To see the objects in the created `model_dir` directory on a
UNIX-based system, just call `ls` as follows:

```none
$ ls -1 models/iris
checkpoint
events.out.tfevents.timestamp.hostname
graph.pbtxt
model.ckpt-1.data-00000-of-00001
model.ckpt-1.index
model.ckpt-1.meta
model.ckpt-200.data-00000-of-00001
model.ckpt-200.index
model.ckpt-200.meta
```

The preceding `ls` command shows that the Estimator created checkpoints
at steps 1 (the start of training) and 200 (the end of training).

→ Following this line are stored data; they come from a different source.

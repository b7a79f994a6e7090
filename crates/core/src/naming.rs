//! Identity derivation for templates.
//!
//! Template ids and builder type names are pure functions of the template
//! path, so re-analyzing the same file always lands on the same artifacts.

use regex::Regex;
use std::path::Path;
use std::sync::LazyLock;

/// Regex matching the separators folded into underscores in template ids.
static ID_SEPARATOR_REGEX: LazyLock<Regex> = LazyLock::new(|| Regex::new(r"[ \-]").unwrap());

/// Suffix appended to every derived builder type name.
pub const TYPE_NAME_SUFFIX: &str = "Template";

/// Derive a template id from a file path.
///
/// Takes the file name without its extension, lower-cases it and replaces
/// spaces and hyphens with underscores. Two templates with the same base
/// name in different directories share an id.
pub fn derive_template_id(path: impl AsRef<Path>) -> String {
    let stem = path
        .as_ref()
        .file_stem()
        .map(|s| s.to_string_lossy().into_owned())
        .unwrap_or_default();

    ID_SEPARATOR_REGEX
        .replace_all(&stem.to_lowercase(), "_")
        .into_owned()
}

/// The file name component of a template path, used as its display name.
pub fn template_name(path: impl AsRef<Path>) -> String {
    path.as_ref()
        .file_name()
        .map(|s| s.to_string_lossy().into_owned())
        .unwrap_or_default()
}

/// Derive the builder type name for a template id.
///
/// `quarterly_review` becomes `QuarterlyReviewTemplate`.
pub fn derive_type_name(template_id: &str) -> String {
    let mut name: String = template_id.split('_').map(capitalize).collect();
    name.push_str(TYPE_NAME_SUFFIX);
    name
}

/// Upper-case the first character and lower-case the rest.
fn capitalize(word: &str) -> String {
    let mut chars = word.chars();
    match chars.next() {
        Some(first) => first
            .to_uppercase()
            .chain(chars.flat_map(char::to_lowercase))
            .collect(),
        None => String::new(),
    }
}
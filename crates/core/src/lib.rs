//! Core types for template analysis: metadata records, unit conversion,
//! heuristic slide classification, and template descriptors.

pub mod classify;
pub mod descriptor;
pub mod error;
pub mod naming;
pub mod request;
pub mod synth;
pub mod types;
pub mod units;

pub use classify::{classify, classify_samples, SlideLabel};
pub use descriptor::{Archetype, ArchetypeSpec, RegionRole, TemplateDescriptor};
pub use error::{Error, Result};
pub use request::SlideRequest;
pub use synth::{synthesize, SynthesisOutput, DEFAULT_OUTPUT_DIR};
pub use types::{
    LayoutRecord, PlaceholderType, Position, RunStyle, ShapeKind, ShapeSample, SlideSample,
    SlideTypeSample, SlotRecord, TemplateMetadata,
};
//! Small helpers shared by the XML readers and writers.

use quick_xml::events::attributes::Attribute;
use quick_xml::events::BytesStart;

/// Extract the local name from a potentially namespaced XML element name.
pub(crate) fn local_name(name: &[u8]) -> &[u8] {
    if let Some(pos) = name.iter().position(|&b| b == b':') {
        &name[pos + 1..]
    } else {
        name
    }
}

/// Whether a qualified name carries a namespace prefix.
fn is_prefixed(name: &[u8]) -> bool {
    name.contains(&b':')
}

/// Decode an attribute value, falling back to a lossy conversion.
pub(crate) fn attr_value(attr: &Attribute) -> String {
    attr.unescape_value()
        .map(|v| v.into_owned())
        .unwrap_or_else(|_| String::from_utf8_lossy(&attr.value).into_owned())
}

/// Find an unprefixed attribute by name.
pub(crate) fn attr(e: &BytesStart, key: &[u8]) -> Option<String> {
    e.attributes()
        .flatten()
        .find(|a| a.key.as_ref() == key)
        .map(|a| attr_value(&a))
}

/// Find the relationship id attribute (`r:id`) regardless of its prefix.
pub(crate) fn rel_id(e: &BytesStart) -> Option<String> {
    e.attributes()
        .flatten()
        .find(|a| is_prefixed(a.key.as_ref()) && local_name(a.key.as_ref()) == b"id")
        .map(|a| attr_value(&a))
}

/// Parse an integer attribute.
pub(crate) fn attr_i64(e: &BytesStart, key: &[u8]) -> Option<i64> {
    attr(e, key).and_then(|v| v.trim().parse().ok())
}

/// Parse an OOXML boolean attribute (`1`, `true`, `on`).
pub(crate) fn attr_bool(e: &BytesStart, key: &[u8]) -> Option<bool> {
    attr(e, key).map(|v| matches!(v.as_str(), "1" | "true" | "on"))
}

/// The namespace prefix of an element name, if any.
pub(crate) fn prefix(name: &[u8]) -> Option<String> {
    name.iter()
        .position(|&b| b == b':')
        .map(|pos| String::from_utf8_lossy(&name[..pos]).into_owned())
}

/// Escape XML special characters.
pub(crate) fn escape(s: &str) -> String {
    s.replace('&', "&amp;")
        .replace('<', "&lt;")
        .replace('>', "&gt;")
        .replace('"', "&quot;")
        .replace('\'', "&apos;")
}
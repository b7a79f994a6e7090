//! PPTX (Office Open XML) template analysis and deck building.
//!
//! Templates are ZIP archives of XML parts. This crate reads their layouts
//! and sample slides into [`deckgen_core::TemplateMetadata`], and builds new
//! decks on a template's layouts from a [`deckgen_core::TemplateDescriptor`].

pub mod analyzer;
pub mod builder;
pub mod deck;
pub mod package;
pub mod parser;
pub mod shapes;
mod xml;

#[cfg(test)]
mod fixture;

pub use analyzer::{assemble, AnalyzerOptions, TemplateAnalyzer};
pub use builder::TemplateBuilder;
pub use deck::DonorDeck;
pub use package::Package;
pub use parser::{ParsedTemplate, PptxParser};
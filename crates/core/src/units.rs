//! Conversion from native OOXML lengths to inches.
//!
//! Values are carried at full precision and only rounded when they are
//! stored into a record, so derived computations never compound rounding.

/// English Metric Units per inch.
pub const EMU_PER_INCH: i64 = 914_400;

/// English Metric Units per typographic point.
pub const EMU_PER_POINT: i64 = 12_700;

/// Convert an EMU length to inches without rounding.
///
/// Zero and negative lengths pass through unchanged.
pub fn emu_to_inches(emu: i64) -> f64 {
    emu as f64 / EMU_PER_INCH as f64
}

/// Convert inches to the nearest EMU length.
pub fn inches_to_emu(inches: f64) -> i64 {
    (inches * EMU_PER_INCH as f64).round() as i64
}

/// Convert points to the nearest EMU length.
pub fn points_to_emu(points: f64) -> i64 {
    (points * EMU_PER_POINT as f64).round() as i64
}

/// Convert a run size in hundredths of a point (`a:rPr/@sz`) to EMU.
pub fn centipoints_to_emu(centipoints: i64) -> i64 {
    centipoints * EMU_PER_POINT / 100
}

/// Round to 2 decimal places, the precision used in every stored record.
pub fn round2(value: f64) -> f64 {
    (value * 100.0).round() / 100.0
}

/// Convert an EMU length to inches rounded for storage.
pub fn emu_to_stored_inches(emu: i64) -> f64 {
    round2(emu_to_inches(emu))
}

#[cfg(test)]
mod tests {
    use super::*;

    #[test]
    fn test_emu_to_inches() {
        assert_eq!(emu_to_inches(914_400), 1.0);
        assert_eq!(emu_to_inches(9_144_000), 10.0);
        assert_eq!(emu_to_inches(457_200), 0.5);
    }

    #[test]
    fn test_zero_and_negative_pass_through() {
        assert_eq!(emu_to_inches(0), 0.0);
        assert_eq!(emu_to_inches(-914_400), -1.0);
        assert_eq!(emu_to_stored_inches(-457_200), -0.5);
    }

    #[test]
    fn test_rounding_only_at_storage() {
        // 1/3 inch stays exact until stored
        let third = emu_to_inches(304_800);
        assert!((third - 1.0 / 3.0).abs() < 1e-12);
        assert_eq!(emu_to_stored_inches(304_800), 0.33);
    }

    #[test]
    fn test_inverse_conversions() {
        assert_eq!(inches_to_emu(1.5), 1_371_600);
        assert_eq!(points_to_emu(2.0), 25_400);
        assert_eq!(centipoints_to_emu(4400), 558_800);
    }
}
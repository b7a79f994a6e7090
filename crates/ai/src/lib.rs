//! Model-assisted template analysis.
//!
//! A [`SlideAdvisor`] classifies each template slide and writes a
//! slide-building procedure for it. [`GeminiAdvisor`] talks to the Gemini
//! API; failures on individual slides degrade to fallback output.

pub mod advisor;
pub mod analyzer;
pub mod config;
pub mod gemini;

pub use advisor::{fallback_code, SlideAdvisor, SlideAnalysis, SlideDescription};
pub use analyzer::{AiAnalysis, AiTemplateAnalyzer, AiTemplateMetadata, GeneratedCode};
pub use config::{AiConfig, API_KEY_ENV};
pub use gemini::GeminiAdvisor;
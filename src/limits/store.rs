//! Limit Store
//!
//! In-memory view of the configured limits, backed by a [`ConfigStore`].
//! The persisted layer is authoritative: a write reaches the backing store
//! first, and the in-memory map only changes once that write succeeded.

use serde::{Deserialize, Serialize};
use std::collections::HashMap;
use std::fmt;

use tracing::{debug, info, warn};

use super::persist::{limit_key, ConfigStore, MemoryStore, LIMITS_SECTION};
use crate::catalog::EnchantmentId;
use crate::error::PersistenceError;

/// Raw value that clears a limit
const UNLIMITED_RAW: i64 = -1;

/// Largest raw value accepted as a cap
const MAX_RAW: i64 = i32::MAX as i64;

/// Maximum allowed level for an enchantment
#[derive(Debug, Clone, Copy, PartialEq, Eq, Hash, Serialize, Deserialize)]
pub enum Limit {
    /// No limit configured
    Unlimited,
    /// Levels above this are capped; `0` removes the enchantment entirely
    Max(u32),
}

impl Limit {
    /// Interpret a raw configuration value
    ///
    /// `-1` means unlimited and `0..=i32::MAX` is a cap. Anything else is
    /// rejected.
    pub fn from_raw(raw: i64) -> Option<Self> {
        match raw {
            UNLIMITED_RAW => Some(Limit::Unlimited),
            0..=MAX_RAW => u32::try_from(raw).ok().map(Limit::Max),
            _ => None,
        }
    }

    /// The cap, if one is configured
    pub fn cap(self) -> Option<u32> {
        match self {
            Limit::Unlimited => None,
            Limit::Max(n) => Some(n),
        }
    }
}

impl fmt::Display for Limit {
    fn fmt(&self, f: &mut fmt::Formatter<'_>) -> fmt::Result {
        match self {
            Limit::Unlimited => write!(f, "None"),
            Limit::Max(n) => write!(f, "{}", n),
        }
    }
}

/// Mapping from enchantment to configured limit
#[derive(Debug)]
pub struct LimitStore {
    limits: HashMap<EnchantmentId, u32>,
    backend: Box<dyn ConfigStore>,
}

impl LimitStore {
    /// Load every `enchantment-limits.*` entry from the backing store
    pub fn load(mut backend: Box<dyn ConfigStore>) -> Result<Self, PersistenceError> {
        let prefix = format!("{}.", LIMITS_SECTION);
        let mut limits = HashMap::new();

        for (key, raw) in backend.load()? {
            let Some(enchantment) = key.strip_prefix(&prefix) else {
                continue;
            };
            match Limit::from_raw(raw) {
                Some(Limit::Max(n)) => {
                    limits.insert(EnchantmentId::new(enchantment), n);
                }
                Some(Limit::Unlimited) => {
                    debug!(enchantment = %enchantment, "limit explicitly unlimited");
                }
                None => {
                    warn!(enchantment = %enchantment, raw, "ignoring out-of-range limit");
                }
            }
        }

        info!(count = limits.len(), "loaded enchantment limits");
        Ok(Self { limits, backend })
    }

    /// A store with no persistence beyond the process
    pub fn in_memory() -> Self {
        Self {
            limits: HashMap::new(),
            backend: Box::new(MemoryStore::new()),
        }
    }

    /// Configured limit, `Unlimited` when absent
    pub fn get(&self, id: &EnchantmentId) -> Limit {
        self.limits
            .get(id)
            .copied()
            .map(Limit::Max)
            .unwrap_or(Limit::Unlimited)
    }

    /// Overwrite a limit; `Unlimited` clears the entry
    ///
    /// # Errors
    ///
    /// Returns the backing store's error unchanged. The in-memory value is
    /// left exactly as it was before the call.
    pub fn set(&mut self, id: &EnchantmentId, limit: Limit) -> Result<(), PersistenceError> {
        let key = limit_key(id.as_str());
        let value = match limit {
            Limit::Unlimited => None,
            Limit::Max(n) => Some(i64::from(n)),
        };

        if let Err(e) = self.backend.save(&key, value) {
            warn!(enchantment = %id, error = %e, "limit write failed, keeping previous value");
            return Err(e);
        }

        match limit {
            Limit::Unlimited => {
                self.limits.remove(id);
            }
            Limit::Max(n) => {
                self.limits.insert(id.clone(), n);
            }
        }
        info!(enchantment = %id, limit = %limit, "enchantment limit updated");
        Ok(())
    }

    /// All configured limits, sorted by identifier
    pub fn entries(&self) -> Vec<(EnchantmentId, u32)> {
        let mut entries: Vec<_> = self
            .limits
            .iter()
            .map(|(id, limit)| (id.clone(), *limit))
            .collect();
        entries.sort();
        entries
    }

    /// Number of configured limits
    pub fn count(&self) -> usize {
        self.limits.len()
    }
}

impl Default for LimitStore {
    fn default() -> Self {
        Self::in_memory()
    }
}

#[cfg(test)]
mod tests {
    use super::*;

    fn sharpness() -> EnchantmentId {
        EnchantmentId::sharpness()
    }

    #[test]
    fn test_limit_from_raw() {
        assert_eq!(Limit::from_raw(-1), Some(Limit::Unlimited));
        assert_eq!(Limit::from_raw(0), Some(Limit::Max(0)));
        assert_eq!(Limit::from_raw(3), Some(Limit::Max(3)));
        assert_eq!(Limit::from_raw(2_147_483_647), Some(Limit::Max(2_147_483_647)));
        assert_eq!(Limit::from_raw(-7), None);
        assert_eq!(Limit::from_raw(2_147_483_648), None);
    }

    #[test]
    fn test_limit_display() {
        assert_eq!(Limit::Unlimited.to_string(), "None");
        assert_eq!(Limit::Max(4).to_string(), "4");
    }

    #[test]
    fn test_absent_is_unlimited() {
        let store = LimitStore::in_memory();
        assert_eq!(store.get(&sharpness()), Limit::Unlimited);
        assert_eq!(store.count(), 0);
    }

    #[test]
    fn test_set_and_clear() {
        let mut store = LimitStore::in_memory();
        store.set(&sharpness(), Limit::Max(2)).unwrap();
        assert_eq!(store.get(&sharpness()), Limit::Max(2));

        store.set(&sharpness(), Limit::Max(0)).unwrap();
        assert_eq!(store.get(&sharpness()), Limit::Max(0));

        store.set(&sharpness(), Limit::Unlimited).unwrap();
        assert_eq!(store.get(&sharpness()), Limit::Unlimited);
        assert_eq!(store.count(), 0);
    }

    #[test]
    fn test_load_filters_and_skips_negative() {
        let backend = MemoryStore::with_values([
            ("enchantment-limits.sharpness", 2),
            ("enchantment-limits.mending", -1),
            ("enchantment-limits.looting", -5),
            ("enchantment-limits.power", 1 << 40),
            ("unrelated", 9),
        ]);
        let store = LimitStore::load(Box::new(backend)).unwrap();
        assert_eq!(store.get(&sharpness()), Limit::Max(2));
        assert_eq!(store.get(&EnchantmentId::new("mending")), Limit::Unlimited);
        assert_eq!(store.get(&EnchantmentId::new("looting")), Limit::Unlimited);
        assert_eq!(store.get(&EnchantmentId::new("power")), Limit::Unlimited);
        assert_eq!(store.count(), 1);
    }

    #[test]
    fn test_failed_write_keeps_memory() {
        let backend = MemoryStore::with_values([("enchantment-limits.sharpness", 3)]);
        let mut store = LimitStore::load(Box::new(backend.clone())).unwrap();

        backend.set_reject_writes(true);
        assert!(store.set(&sharpness(), Limit::Max(1)).is_err());
        assert!(store.set(&sharpness(), Limit::Unlimited).is_err());

        assert_eq!(store.get(&sharpness()), Limit::Max(3));
        assert_eq!(backend.value("enchantment-limits.sharpness"), Some(3));
    }

    #[test]
    fn test_set_persists_flat_key() {
        let backend = MemoryStore::new();
        let mut store = LimitStore::load(Box::new(backend.clone())).unwrap();
        store.set(&EnchantmentId::new("fire_aspect"), Limit::Max(1)).unwrap();
        assert_eq!(backend.value("enchantment-limits.fire_aspect"), Some(1));

        store.set(&EnchantmentId::new("fire_aspect"), Limit::Unlimited).unwrap();
        assert_eq!(backend.value("enchantment-limits.fire_aspect"), None);
    }

    #[test]
    fn test_entries_sorted() {
        let mut store = LimitStore::in_memory();
        store.set(&EnchantmentId::new("unbreaking"), Limit::Max(1)).unwrap();
        store.set(&EnchantmentId::new("fortune"), Limit::Max(2)).unwrap();
        let ids: Vec<_> = store.entries().into_iter().map(|(id, _)| id.to_string()).collect();
        assert_eq!(ids, vec!["fortune", "unbreaking"]);
    }
}
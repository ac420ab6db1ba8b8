//! Host Environment Interfaces
//!
//! The traits an embedding environment implements so events can be routed into
//! the limit engine. Every call happens on the host's single event thread.

use std::fmt;

use serde::{Deserialize, Serialize};
use uuid::Uuid;

use crate::item::PlayerInventory;
use crate::menu::MenuView;

/// Stable unique identity of an agent
#[derive(Debug, Clone, Copy, Hash, Eq, PartialEq, Ord, PartialOrd, Serialize, Deserialize)]
#[serde(transparent)]
pub struct AgentId(Uuid);

impl AgentId {
    pub fn new(id: Uuid) -> Self {
        Self(id)
    }

    /// A fresh random identity
    pub fn random() -> Self {
        Self(Uuid::new_v4())
    }
}

impl fmt::Display for AgentId {
    fn fmt(&self, f: &mut fmt::Formatter<'_>) -> fmt::Result {
        self.0.fmt(f)
    }
}

/// Anything that can invoke the text command
pub trait CommandSender {
    /// Deliver a user-visible message
    fn send_message(&mut self, message: &str);

    /// Permission check against a permission node
    fn has_permission(&self, node: &str) -> bool;

    /// The player behind this sender, if any (the console has none)
    fn as_player(&mut self) -> Option<&mut dyn Player>;
}

/// A connected player
pub trait Player: CommandSender {
    fn id(&self) -> AgentId;

    fn name(&self) -> &str;

    fn inventory_mut(&mut self) -> &mut PlayerInventory;

    /// Push the current inventory state to the client
    fn update_inventory(&mut self);

    /// Show a menu, replacing whatever menu is open
    ///
    /// A menu replaced this way must be reported with
    /// [`CloseReason::Replaced`] if the host reports the close at all.
    fn open_menu(&mut self, menu: MenuView);

    /// Close the open menu
    fn close_menu(&mut self);
}

/// Why a container view closed
#[derive(Debug, Clone, Copy, PartialEq, Eq)]
pub enum CloseReason {
    /// The player dismissed it, or it was closed programmatically
    Dismissed,
    /// Another menu was opened in its place
    Replaced,
}
//! Logging Setup
//!
//! Installs the global `tracing` subscriber from the `[logging]` section.
//! `RUST_LOG` still wins over the configured level, so individual modules can
//! be turned up without editing the config file.

use anyhow::{Context, Result};
use tracing::{Level, Subscriber};
use tracing_subscriber::fmt::MakeWriter;
use tracing_subscriber::EnvFilter;

use crate::config::LoggingConfig;

/// Level to log at; `verbose` forces `debug` regardless of the configured level
pub fn default_level(config: &LoggingConfig, verbose: bool) -> Result<Level> {
    if verbose {
        return Ok(Level::DEBUG);
    }
    config
        .level
        .to_lowercase()
        .parse::<Level>()
        .map_err(|e| anyhow::anyhow!("Failed to parse log level: {}", e))
}

/// Filter with the default level as directive, refined by `RUST_LOG`
pub fn build_filter(config: &LoggingConfig, verbose: bool) -> Result<EnvFilter> {
    Ok(EnvFilter::builder()
        .with_default_directive(default_level(config, verbose)?.into())
        .from_env_lossy())
}

/// Subscriber in the configured format, writing to `writer`
pub fn build_subscriber<W>(
    config: &LoggingConfig,
    filter: EnvFilter,
    writer: W,
) -> Result<Box<dyn Subscriber + Send + Sync>>
where
    W: for<'w> MakeWriter<'w> + Send + Sync + 'static,
{
    let builder = tracing_subscriber::fmt()
        .with_env_filter(filter)
        .with_writer(writer);

    Ok(match config.format.to_lowercase().as_str() {
        "json" => Box::new(builder.json().finish()),
        "pretty" => Box::new(builder.pretty().finish()),
        _ => Box::new(builder.compact().finish()),
    })
}

/// Install the global subscriber, logging to stderr
///
/// stdout stays free for command output.
pub fn init_tracing(config: &LoggingConfig, verbose: bool) -> Result<()> {
    let filter = build_filter(config, verbose)?;
    let subscriber = build_subscriber(config, filter, std::io::stderr)?;
    tracing::subscriber::set_global_default(subscriber)
        .context("Failed to install tracing subscriber")?;
    Ok(())
}
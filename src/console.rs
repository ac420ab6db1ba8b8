//! Console Host
//!
//! A terminal stand-in for the game server. `ConsoleSender` is the server
//! console (no player behind it); `ConsolePlayer` is a player whose messages
//! and menus are printed to a writer. [`run_menu`] drives the two pickers from
//! line input.

use std::io::{BufRead, Write};

use anyhow::{Context, Result};
use tracing::debug;

use crate::host::{AgentId, CloseReason, CommandSender, Player};
use crate::item::PlayerInventory;
use crate::menu::MenuView;
use crate::plugin::Plugin;

/// The server console
pub struct ConsoleSender<W: Write> {
    out: W,
}

impl<W: Write> ConsoleSender<W> {
    pub fn new(out: W) -> Self {
        Self { out }
    }

    pub fn into_inner(self) -> W {
        self.out
    }
}

impl<W: Write> CommandSender for ConsoleSender<W> {
    fn send_message(&mut self, message: &str) {
        let _ = writeln!(self.out, "{}", message);
    }

    fn has_permission(&self, _node: &str) -> bool {
        true
    }

    fn as_player(&mut self) -> Option<&mut dyn Player> {
        None
    }
}

/// A player attached to the terminal
pub struct ConsolePlayer<W: Write> {
    id: AgentId,
    name: String,
    permissions: Vec<String>,
    inventory: PlayerInventory,
    out: W,
    open: Option<MenuView>,

    /// Close events not yet delivered to the plugin
    closed: Vec<(String, CloseReason)>,

    refreshes: usize,
}

impl<W: Write> ConsolePlayer<W> {
    pub fn new(name: impl Into<String>, out: W) -> Self {
        Self {
            id: AgentId::random(),
            name: name.into(),
            permissions: Vec::new(),
            inventory: PlayerInventory::new(),
            out,
            open: None,
            closed: Vec::new(),
            refreshes: 0,
        }
    }

    /// Grant a permission node
    pub fn with_permission(mut self, node: impl Into<String>) -> Self {
        self.permissions.push(node.into());
        self
    }

    pub fn with_inventory(mut self, inventory: PlayerInventory) -> Self {
        self.inventory = inventory;
        self
    }

    pub fn inventory(&self) -> &PlayerInventory {
        &self.inventory
    }

    pub fn open_view(&self) -> Option<&MenuView> {
        self.open.as_ref()
    }

    /// Number of client inventory refreshes requested so far
    pub fn refreshes(&self) -> usize {
        self.refreshes
    }

    pub fn into_output(self) -> W {
        self.out
    }

    /// Hand queued close events to the plugin
    pub fn dispatch_closes(&mut self, plugin: &mut Plugin) {
        for (title, reason) in std::mem::take(&mut self.closed) {
            plugin.on_inventory_close(self, &title, reason);
        }
    }

    fn render(&mut self, view: &MenuView) -> std::io::Result<()> {
        writeln!(self.out, "== {} ==", view.title)?;
        for entry in &view.entries {
            if entry.lore.is_empty() {
                writeln!(self.out, "  [{}] {}", entry.slot, entry.label)?;
            } else {
                writeln!(
                    self.out,
                    "  [{}] {} ({})",
                    entry.slot,
                    entry.label,
                    entry.lore.join("; ")
                )?;
            }
        }
        write!(self.out, "Select an entry (q to close): ")?;
        self.out.flush()
    }
}

impl<W: Write> CommandSender for ConsolePlayer<W> {
    fn send_message(&mut self, message: &str) {
        let _ = writeln!(self.out, "{}", message);
    }

    fn has_permission(&self, node: &str) -> bool {
        self.permissions.iter().any(|p| p == node)
    }

    fn as_player(&mut self) -> Option<&mut dyn Player> {
        Some(self)
    }
}

impl<W: Write> Player for ConsolePlayer<W> {
    fn id(&self) -> AgentId {
        self.id
    }

    fn name(&self) -> &str {
        &self.name
    }

    fn inventory_mut(&mut self) -> &mut PlayerInventory {
        &mut self.inventory
    }

    fn update_inventory(&mut self) {
        self.refreshes += 1;
    }

    fn open_menu(&mut self, menu: MenuView) {
        if let Some(previous) = self.open.replace(menu) {
            self.closed.push((previous.title, CloseReason::Replaced));
        }
    }

    fn close_menu(&mut self) {
        if let Some(previous) = self.open.take() {
            self.closed.push((previous.title, CloseReason::Dismissed));
        }
    }
}

/// Open the enchantment picker and drive it from `input` until it closes
///
/// Each line is a slot number or `q`. End of input dismisses the open menu.
pub fn run_menu<R: BufRead, W: Write>(
    plugin: &mut Plugin,
    player: &mut ConsolePlayer<W>,
    input: R,
) -> Result<()> {
    plugin
        .on_command(player, &["gui"])
        .context("Failed to open the enchantment picker")?;
    player.dispatch_closes(plugin);

    let mut lines = input.lines();
    while let Some(view) = player.open.clone() {
        player.render(&view).context("Failed to write menu")?;

        let Some(line) = lines.next() else {
            debug!(player = %player.name, "input closed, dismissing menu");
            player.close_menu();
            player.dispatch_closes(plugin);
            break;
        };
        let line = line.context("Failed to read input")?;
        let choice = line.trim().to_lowercase();

        match choice.as_str() {
            "q" | "quit" | "exit" => player.close_menu(),
            _ => match choice.parse::<usize>() {
                Ok(slot) => {
                    plugin.on_menu_click(player, &view.title, view.entry_at(slot));
                }
                Err(_) => {
                    player.send_message("Invalid choice. Enter a slot number or 'q'.");
                }
            },
        }
        player.dispatch_closes(plugin);
    }

    let _ = player.out.flush();
    Ok(())
}
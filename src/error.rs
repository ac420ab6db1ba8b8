//! Error Types
//!
//! This module defines the errors raised by the command path, the menu path
//! and the limit store. The `Display` text of every user-facing variant is the
//! exact message delivered to the initiating agent.

/// Failure of the external configuration store
#[derive(Debug, thiserror::Error)]
pub enum PersistenceError {
    /// Reading or writing the backing file failed
    #[error("I/O error on {path}: {source}")]
    Io {
        path: String,
        #[source]
        source: std::io::Error,
    },

    /// The backing file could not be parsed
    #[error("Malformed limits file {path}: {reason}")]
    Malformed { path: String, reason: String },

    /// The store refused the write
    #[error("Write rejected: {0}")]
    Rejected(String),
}

/// Error types for command and menu operations
#[derive(Debug, thiserror::Error)]
pub enum LimitError {
    /// Unknown enchantment identifier in the text command
    #[error("Invalid enchantment name.")]
    InvalidEnchantmentName(String),

    /// Non-integer level argument
    #[error("Invalid level. Must be a number.")]
    InvalidLevelFormat(String),

    /// Permission check failed
    #[error("You do not have permission to use this command.")]
    Unauthorized,

    /// A console sender asked for the picker
    #[error("This command can only be used by a player.")]
    PlayerOnly,

    /// Too few arguments
    #[error("Usage: /{label} <enchantment> <level>\nOr: /{label} gui")]
    Usage { label: String },

    /// Confirmation without a matching `Choosing` state; never shown to players
    #[error("No enchantment selection in progress")]
    StaleSelection,

    /// The configuration store failed; in-memory state is unchanged
    #[error("Failed to save enchantment limit: {0}")]
    Persistence(#[from] PersistenceError),
}

impl LimitError {
    /// Whether this error should be reported to the initiating agent
    pub fn is_user_visible(&self) -> bool {
        !matches!(self, LimitError::StaleSelection)
    }
}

### Default checkpoint directory

If you don't specify `model_dir` in an Estimator's constructor, the Estimator
writes checkpoint files to a temporary directory chosen by Python's
[tempfile.mkdtemp](https://docs.python.org/3/library/tempfile.html#tempfile.mkdtemp)
function. For example, the following Estimator constructor does *not* specify
the `model_dir` argument:

```python
classifier = tf.estimator.DNNClassifier(
    feature_columns=my_feature_columns,
    hidden_units=[10, 10],
    n_classes=3)

print(classifier.model_dir)
```

The `tempfile.mkdtemp` function picks a secure, temporary directory
appropriate for your operating system. For example, a typical temporary
directory on macOS might be something like the following:

```None
/var/folders/0s/5q9kfzfj3gx2knj0vj8p68yc00dhcr/T/tmpYm1Rwa
```

### Checkpointing Frequency

By default, the Estimator saves
[checkpoints](https://developers.google.com/machine-learning/glossary/#checkpoint)
in the `model_dir` according to the following schedule:

*   Writes a checkpoint every 10 minutes (600 seconds).
*   Writes a checkpoint when the `train` method starts (first iteration)
    and completes (final iteration).
*   Retains only the 5 most recent checkpoints in the directory.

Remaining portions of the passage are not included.